RECORD EXCERPTS section start

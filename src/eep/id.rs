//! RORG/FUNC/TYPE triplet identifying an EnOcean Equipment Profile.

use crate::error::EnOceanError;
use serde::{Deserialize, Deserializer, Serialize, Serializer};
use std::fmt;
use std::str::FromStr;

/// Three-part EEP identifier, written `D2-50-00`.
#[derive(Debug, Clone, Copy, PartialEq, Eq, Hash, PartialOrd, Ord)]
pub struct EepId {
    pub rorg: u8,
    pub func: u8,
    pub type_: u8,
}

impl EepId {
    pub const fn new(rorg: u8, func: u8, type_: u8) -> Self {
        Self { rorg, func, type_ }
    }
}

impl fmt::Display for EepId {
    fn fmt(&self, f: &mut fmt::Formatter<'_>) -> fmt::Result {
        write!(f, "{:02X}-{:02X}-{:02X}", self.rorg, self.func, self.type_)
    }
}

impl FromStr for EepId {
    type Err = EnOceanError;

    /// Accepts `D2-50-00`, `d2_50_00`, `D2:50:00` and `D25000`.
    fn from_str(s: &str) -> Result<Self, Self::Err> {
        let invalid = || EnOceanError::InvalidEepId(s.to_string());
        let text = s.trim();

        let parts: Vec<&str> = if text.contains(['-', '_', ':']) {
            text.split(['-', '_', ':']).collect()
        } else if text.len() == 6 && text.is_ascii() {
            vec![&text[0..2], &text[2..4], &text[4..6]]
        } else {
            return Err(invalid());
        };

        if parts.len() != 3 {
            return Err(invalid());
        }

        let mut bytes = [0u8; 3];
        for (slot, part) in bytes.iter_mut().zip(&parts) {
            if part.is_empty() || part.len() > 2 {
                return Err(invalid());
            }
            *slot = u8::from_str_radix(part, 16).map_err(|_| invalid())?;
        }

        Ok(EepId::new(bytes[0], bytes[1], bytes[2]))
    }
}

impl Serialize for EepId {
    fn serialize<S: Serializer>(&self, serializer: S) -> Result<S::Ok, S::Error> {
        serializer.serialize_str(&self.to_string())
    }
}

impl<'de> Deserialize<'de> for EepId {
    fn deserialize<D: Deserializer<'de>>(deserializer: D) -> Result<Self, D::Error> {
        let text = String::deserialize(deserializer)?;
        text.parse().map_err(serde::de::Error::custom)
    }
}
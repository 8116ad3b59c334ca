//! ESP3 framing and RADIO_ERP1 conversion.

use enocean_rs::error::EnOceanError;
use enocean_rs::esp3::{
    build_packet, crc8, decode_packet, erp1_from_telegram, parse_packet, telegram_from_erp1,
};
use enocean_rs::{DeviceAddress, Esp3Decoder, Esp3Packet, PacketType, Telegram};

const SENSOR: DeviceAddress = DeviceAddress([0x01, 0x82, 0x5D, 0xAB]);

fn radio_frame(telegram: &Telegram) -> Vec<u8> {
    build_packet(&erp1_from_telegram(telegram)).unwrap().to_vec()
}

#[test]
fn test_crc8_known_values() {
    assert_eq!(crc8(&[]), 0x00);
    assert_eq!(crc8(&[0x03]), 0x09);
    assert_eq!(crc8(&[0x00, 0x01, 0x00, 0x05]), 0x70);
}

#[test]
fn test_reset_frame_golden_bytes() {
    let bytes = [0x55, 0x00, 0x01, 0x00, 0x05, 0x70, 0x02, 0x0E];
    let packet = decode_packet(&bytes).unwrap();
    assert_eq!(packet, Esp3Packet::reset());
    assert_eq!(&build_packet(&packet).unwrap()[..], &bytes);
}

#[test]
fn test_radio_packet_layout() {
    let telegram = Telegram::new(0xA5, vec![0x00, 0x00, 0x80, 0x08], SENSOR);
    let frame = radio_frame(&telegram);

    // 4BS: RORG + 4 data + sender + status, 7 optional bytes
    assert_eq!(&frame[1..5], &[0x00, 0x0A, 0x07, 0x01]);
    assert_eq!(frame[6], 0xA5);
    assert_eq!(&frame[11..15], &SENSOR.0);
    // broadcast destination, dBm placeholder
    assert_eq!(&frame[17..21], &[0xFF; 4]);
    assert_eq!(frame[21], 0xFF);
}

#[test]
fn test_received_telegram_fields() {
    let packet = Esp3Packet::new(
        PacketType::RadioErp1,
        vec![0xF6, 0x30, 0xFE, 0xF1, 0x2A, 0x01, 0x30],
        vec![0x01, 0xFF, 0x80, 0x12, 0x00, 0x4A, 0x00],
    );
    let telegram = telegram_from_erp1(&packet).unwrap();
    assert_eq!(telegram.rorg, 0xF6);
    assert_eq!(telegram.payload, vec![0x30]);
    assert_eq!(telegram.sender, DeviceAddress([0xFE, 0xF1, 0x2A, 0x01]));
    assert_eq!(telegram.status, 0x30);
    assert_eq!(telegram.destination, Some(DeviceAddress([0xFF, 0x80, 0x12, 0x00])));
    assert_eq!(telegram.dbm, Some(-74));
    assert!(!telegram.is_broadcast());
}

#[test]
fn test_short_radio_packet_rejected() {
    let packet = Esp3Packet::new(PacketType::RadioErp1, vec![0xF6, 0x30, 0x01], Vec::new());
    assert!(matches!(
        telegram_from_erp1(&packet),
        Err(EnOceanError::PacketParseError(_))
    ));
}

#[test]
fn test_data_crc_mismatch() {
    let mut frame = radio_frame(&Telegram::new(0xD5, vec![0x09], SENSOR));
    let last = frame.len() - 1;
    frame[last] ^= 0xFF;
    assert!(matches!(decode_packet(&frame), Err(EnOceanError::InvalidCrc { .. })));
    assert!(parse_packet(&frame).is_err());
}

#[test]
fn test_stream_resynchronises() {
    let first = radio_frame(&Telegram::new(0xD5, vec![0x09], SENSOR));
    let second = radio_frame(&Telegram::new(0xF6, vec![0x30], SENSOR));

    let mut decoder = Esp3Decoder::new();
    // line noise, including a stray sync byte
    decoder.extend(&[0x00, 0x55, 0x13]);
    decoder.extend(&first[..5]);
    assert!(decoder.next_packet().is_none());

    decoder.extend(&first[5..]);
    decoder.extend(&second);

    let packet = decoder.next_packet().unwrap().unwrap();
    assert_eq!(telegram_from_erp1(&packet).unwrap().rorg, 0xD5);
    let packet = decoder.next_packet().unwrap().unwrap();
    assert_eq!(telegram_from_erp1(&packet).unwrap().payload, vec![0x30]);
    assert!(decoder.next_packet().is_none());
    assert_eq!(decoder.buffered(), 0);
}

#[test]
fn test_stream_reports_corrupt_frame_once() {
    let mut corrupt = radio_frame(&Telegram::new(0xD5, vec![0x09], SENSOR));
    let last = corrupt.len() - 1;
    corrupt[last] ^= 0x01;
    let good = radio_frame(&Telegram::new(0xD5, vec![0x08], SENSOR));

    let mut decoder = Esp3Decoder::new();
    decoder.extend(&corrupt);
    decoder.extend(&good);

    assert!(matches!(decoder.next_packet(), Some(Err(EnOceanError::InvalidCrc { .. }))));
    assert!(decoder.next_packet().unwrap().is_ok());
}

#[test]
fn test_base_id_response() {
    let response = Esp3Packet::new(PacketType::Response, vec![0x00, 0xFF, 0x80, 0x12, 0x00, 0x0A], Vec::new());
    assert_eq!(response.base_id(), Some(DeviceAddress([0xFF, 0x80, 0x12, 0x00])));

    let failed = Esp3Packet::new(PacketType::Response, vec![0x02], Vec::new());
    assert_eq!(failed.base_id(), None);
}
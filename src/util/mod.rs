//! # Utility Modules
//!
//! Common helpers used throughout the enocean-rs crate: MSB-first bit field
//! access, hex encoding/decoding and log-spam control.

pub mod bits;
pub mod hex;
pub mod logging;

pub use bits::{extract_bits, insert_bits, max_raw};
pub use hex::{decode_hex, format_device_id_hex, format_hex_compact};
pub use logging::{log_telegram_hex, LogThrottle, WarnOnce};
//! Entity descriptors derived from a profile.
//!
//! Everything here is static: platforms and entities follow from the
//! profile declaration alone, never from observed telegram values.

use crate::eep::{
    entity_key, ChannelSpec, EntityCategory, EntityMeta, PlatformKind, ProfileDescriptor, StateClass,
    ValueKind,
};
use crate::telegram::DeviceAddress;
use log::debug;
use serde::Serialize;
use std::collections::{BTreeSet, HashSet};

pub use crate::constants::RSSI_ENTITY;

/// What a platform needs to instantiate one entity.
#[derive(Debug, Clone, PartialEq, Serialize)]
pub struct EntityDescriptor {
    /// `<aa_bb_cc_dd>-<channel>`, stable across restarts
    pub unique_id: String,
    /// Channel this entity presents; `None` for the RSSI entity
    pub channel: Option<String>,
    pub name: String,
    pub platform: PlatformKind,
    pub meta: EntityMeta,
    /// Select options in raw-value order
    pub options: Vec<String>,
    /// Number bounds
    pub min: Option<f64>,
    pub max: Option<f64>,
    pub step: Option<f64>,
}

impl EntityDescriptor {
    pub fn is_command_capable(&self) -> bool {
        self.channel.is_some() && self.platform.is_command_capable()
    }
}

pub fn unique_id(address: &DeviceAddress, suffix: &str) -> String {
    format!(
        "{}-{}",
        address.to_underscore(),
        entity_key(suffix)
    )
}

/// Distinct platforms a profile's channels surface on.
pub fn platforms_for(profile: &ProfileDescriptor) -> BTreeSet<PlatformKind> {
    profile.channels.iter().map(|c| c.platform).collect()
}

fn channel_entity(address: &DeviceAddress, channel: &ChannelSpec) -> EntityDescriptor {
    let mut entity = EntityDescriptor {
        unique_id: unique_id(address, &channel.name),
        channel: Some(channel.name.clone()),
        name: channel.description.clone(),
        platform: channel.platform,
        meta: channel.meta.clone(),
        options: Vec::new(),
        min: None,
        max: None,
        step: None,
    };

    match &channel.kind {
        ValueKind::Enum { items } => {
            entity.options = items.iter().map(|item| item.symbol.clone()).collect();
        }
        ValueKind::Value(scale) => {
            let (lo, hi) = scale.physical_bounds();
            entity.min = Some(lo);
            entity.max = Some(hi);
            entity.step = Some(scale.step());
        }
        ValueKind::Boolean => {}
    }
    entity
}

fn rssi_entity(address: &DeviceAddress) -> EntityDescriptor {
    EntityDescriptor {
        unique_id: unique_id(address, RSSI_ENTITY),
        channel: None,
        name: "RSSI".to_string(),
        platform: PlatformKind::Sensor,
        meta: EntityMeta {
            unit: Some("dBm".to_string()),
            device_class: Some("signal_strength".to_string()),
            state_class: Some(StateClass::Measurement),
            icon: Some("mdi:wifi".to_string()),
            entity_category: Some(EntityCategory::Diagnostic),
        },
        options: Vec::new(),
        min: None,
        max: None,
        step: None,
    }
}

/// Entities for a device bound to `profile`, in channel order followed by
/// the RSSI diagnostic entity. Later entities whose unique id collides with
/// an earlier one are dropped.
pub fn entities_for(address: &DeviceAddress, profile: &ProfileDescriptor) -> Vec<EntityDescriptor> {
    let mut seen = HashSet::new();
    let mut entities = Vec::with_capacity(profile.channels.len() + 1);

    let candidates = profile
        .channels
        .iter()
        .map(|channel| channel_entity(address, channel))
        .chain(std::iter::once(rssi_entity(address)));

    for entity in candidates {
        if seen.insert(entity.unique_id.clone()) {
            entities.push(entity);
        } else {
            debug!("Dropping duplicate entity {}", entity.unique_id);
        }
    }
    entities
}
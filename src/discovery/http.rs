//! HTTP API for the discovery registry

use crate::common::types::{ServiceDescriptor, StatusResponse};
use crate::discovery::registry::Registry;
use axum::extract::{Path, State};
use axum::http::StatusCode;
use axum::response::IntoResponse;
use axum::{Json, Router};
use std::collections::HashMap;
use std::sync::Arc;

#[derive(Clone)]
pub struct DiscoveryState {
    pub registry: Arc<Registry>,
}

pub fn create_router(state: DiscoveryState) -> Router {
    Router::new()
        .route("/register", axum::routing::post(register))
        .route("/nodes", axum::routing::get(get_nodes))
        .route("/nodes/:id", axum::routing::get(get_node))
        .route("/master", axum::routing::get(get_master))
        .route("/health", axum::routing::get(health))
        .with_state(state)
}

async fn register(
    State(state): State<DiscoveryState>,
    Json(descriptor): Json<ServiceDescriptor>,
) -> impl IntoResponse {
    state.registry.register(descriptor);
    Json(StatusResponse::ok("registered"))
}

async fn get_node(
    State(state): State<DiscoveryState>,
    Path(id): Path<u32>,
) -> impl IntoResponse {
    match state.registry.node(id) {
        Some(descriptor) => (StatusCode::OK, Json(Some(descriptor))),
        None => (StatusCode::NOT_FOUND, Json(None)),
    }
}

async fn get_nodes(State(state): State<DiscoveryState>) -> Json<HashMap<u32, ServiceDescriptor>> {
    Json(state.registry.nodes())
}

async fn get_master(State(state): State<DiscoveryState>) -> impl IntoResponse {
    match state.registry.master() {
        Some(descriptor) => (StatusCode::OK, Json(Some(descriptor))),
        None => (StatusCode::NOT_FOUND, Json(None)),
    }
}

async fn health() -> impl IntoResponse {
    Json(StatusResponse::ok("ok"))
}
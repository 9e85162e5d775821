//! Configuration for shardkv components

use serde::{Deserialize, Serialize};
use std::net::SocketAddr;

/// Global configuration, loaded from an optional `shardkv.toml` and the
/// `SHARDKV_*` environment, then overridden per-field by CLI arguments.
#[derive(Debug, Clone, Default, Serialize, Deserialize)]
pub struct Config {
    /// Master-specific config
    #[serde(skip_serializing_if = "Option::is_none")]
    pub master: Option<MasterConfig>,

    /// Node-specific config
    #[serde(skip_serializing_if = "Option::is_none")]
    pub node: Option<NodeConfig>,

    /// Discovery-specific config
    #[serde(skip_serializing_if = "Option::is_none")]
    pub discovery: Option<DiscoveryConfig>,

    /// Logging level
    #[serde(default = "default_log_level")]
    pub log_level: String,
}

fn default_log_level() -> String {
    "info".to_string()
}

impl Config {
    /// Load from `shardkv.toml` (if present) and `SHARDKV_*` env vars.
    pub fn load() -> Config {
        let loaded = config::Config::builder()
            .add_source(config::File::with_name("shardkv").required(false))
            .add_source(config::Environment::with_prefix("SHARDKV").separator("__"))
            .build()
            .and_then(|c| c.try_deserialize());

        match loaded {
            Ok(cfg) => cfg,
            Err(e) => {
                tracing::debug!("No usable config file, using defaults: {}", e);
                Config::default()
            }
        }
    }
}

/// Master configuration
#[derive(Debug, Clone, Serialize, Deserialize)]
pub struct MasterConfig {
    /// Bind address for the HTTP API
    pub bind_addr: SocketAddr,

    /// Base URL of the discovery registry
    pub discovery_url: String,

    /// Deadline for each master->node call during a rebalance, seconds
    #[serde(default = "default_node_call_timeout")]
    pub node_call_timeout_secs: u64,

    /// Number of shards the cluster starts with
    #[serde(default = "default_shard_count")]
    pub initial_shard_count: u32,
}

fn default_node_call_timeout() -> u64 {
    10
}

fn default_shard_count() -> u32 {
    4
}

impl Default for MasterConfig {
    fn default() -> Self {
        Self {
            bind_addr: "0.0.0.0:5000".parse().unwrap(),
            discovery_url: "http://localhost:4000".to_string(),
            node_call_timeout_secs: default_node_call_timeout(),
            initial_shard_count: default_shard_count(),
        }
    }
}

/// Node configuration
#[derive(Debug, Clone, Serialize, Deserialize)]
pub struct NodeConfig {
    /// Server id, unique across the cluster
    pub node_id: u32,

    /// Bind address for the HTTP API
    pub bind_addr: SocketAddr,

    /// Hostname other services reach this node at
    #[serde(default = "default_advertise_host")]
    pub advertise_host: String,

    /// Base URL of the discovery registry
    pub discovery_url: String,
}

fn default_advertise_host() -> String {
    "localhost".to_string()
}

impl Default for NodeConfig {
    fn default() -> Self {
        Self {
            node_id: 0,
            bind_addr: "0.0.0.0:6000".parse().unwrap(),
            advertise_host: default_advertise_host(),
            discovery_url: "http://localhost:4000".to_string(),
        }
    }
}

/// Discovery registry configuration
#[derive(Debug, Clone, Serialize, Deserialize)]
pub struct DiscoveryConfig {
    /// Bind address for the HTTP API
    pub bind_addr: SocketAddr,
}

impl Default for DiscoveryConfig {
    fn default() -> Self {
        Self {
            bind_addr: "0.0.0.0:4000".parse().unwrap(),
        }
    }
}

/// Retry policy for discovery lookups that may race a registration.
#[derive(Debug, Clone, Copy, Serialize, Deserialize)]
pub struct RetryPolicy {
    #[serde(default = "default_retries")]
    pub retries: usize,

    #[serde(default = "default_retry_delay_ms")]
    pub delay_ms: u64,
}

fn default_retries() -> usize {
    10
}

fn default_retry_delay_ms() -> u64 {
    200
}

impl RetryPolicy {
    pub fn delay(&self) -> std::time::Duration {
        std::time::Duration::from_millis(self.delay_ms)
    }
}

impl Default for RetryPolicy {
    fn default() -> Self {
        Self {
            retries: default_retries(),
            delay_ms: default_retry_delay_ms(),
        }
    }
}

RECORD EXCERPTS section end

| WHAT YOU WILL DO |
Nothing should appear in the answer except the lines above from the line with "use std::fmt;" through the line with "let parts: Vec<&str>", both included, written out exactly.

| YOUR RESPONSE |
use std::fmt;
use std::str::FromStr;

/// Three-part EEP identifier, written `D2-50-00`.
#[derive(Debug, Clone, Copy, PartialEq, Eq, Hash, PartialOrd, Ord)]
pub struct EepId {
    pub rorg: u8,
    pub func: u8,
    pub type_: u8,
}

impl EepId {
    pub const fn new(rorg: u8, func: u8, type_: u8) -> Self {
        Self { rorg, func, type_ }
    }
}

impl fmt::Display for EepId {
    fn fmt(&self, f: &mut fmt::Formatter<'_>) -> fmt::Result {
        write!(f, "{:02X}-{:02X}-{:02X}", self.rorg, self.func, self.type_)
    }
}

impl FromStr for EepId {
    type Err = EnOceanError;

    /// Accepts `D2-50-00`, `d2_50_00`, `D2:50:00` and `D25000`.
    fn from_str(s: &str) -> Result<Self, Self::Err> {
        let invalid = || EnOceanError::InvalidEepId(s.to_string());
        let text = s.trim();

        let parts: Vec<&str> = if text.contains(['-', '_', ':']) {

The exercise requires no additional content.